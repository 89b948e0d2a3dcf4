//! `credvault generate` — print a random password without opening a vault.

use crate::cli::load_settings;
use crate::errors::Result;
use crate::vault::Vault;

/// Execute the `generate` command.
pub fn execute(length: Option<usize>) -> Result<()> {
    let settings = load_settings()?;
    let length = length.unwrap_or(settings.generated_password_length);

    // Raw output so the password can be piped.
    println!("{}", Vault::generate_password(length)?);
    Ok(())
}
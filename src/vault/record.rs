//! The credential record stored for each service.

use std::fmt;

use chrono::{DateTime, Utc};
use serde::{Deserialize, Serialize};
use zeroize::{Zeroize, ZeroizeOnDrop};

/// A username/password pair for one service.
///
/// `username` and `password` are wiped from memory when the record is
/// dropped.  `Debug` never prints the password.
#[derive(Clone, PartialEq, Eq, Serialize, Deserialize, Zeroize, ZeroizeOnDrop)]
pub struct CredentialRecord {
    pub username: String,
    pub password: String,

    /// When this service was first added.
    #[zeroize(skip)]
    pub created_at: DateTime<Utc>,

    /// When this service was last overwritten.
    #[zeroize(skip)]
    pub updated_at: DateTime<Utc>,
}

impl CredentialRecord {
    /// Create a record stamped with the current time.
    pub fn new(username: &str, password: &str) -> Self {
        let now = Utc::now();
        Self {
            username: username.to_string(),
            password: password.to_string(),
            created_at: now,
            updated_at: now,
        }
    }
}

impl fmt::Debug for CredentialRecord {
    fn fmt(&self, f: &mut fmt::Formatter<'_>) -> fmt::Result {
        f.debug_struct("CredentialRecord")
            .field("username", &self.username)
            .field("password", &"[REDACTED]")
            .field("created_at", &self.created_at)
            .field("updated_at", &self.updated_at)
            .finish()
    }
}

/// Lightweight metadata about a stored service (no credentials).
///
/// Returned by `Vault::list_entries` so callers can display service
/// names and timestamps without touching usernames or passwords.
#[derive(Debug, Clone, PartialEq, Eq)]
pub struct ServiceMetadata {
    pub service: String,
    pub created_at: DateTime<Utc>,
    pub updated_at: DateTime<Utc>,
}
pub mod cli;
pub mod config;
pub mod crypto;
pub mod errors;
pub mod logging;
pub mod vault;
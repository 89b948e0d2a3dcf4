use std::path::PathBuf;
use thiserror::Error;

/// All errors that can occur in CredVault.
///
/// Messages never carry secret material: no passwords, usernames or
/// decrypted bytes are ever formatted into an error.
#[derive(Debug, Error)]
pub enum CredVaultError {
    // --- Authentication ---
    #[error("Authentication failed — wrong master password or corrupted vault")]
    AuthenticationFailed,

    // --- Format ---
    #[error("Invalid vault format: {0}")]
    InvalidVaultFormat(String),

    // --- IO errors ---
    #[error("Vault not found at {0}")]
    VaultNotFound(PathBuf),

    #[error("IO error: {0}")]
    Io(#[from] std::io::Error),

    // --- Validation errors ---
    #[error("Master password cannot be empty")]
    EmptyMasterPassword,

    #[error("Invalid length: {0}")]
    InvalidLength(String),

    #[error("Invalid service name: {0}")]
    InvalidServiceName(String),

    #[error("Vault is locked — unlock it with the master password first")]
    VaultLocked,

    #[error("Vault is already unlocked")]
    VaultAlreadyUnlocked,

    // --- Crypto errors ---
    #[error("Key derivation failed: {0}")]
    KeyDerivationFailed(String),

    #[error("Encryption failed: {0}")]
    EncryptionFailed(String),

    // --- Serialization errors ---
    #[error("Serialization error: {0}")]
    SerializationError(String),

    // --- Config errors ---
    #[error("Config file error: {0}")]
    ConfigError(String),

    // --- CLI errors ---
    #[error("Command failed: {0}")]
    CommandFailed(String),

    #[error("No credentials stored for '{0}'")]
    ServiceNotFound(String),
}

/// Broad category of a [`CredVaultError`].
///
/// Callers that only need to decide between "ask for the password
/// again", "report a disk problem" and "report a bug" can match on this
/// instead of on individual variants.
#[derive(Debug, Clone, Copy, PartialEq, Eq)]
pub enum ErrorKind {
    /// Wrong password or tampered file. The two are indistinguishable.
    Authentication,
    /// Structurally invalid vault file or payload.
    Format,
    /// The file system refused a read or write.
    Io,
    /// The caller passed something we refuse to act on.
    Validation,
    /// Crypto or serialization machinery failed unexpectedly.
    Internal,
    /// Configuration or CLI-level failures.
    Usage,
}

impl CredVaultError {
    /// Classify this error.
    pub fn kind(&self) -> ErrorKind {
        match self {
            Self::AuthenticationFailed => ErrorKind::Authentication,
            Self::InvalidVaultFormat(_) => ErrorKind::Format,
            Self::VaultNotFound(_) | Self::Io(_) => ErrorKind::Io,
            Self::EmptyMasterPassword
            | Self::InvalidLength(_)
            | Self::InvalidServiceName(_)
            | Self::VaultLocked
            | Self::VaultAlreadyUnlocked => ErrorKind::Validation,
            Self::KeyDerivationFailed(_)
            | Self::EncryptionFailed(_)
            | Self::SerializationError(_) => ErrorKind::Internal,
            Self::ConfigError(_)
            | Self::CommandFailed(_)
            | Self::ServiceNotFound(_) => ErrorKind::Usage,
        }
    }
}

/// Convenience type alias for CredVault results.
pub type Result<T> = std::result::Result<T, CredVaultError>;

---------------

Report, for the data above, every line in which the string "Deserialize" appears.

use serde::{Deserialize, Serialize};
#[derive(Clone, PartialEq, Eq, Serialize, Deserialize, Zeroize, ZeroizeOnDrop)]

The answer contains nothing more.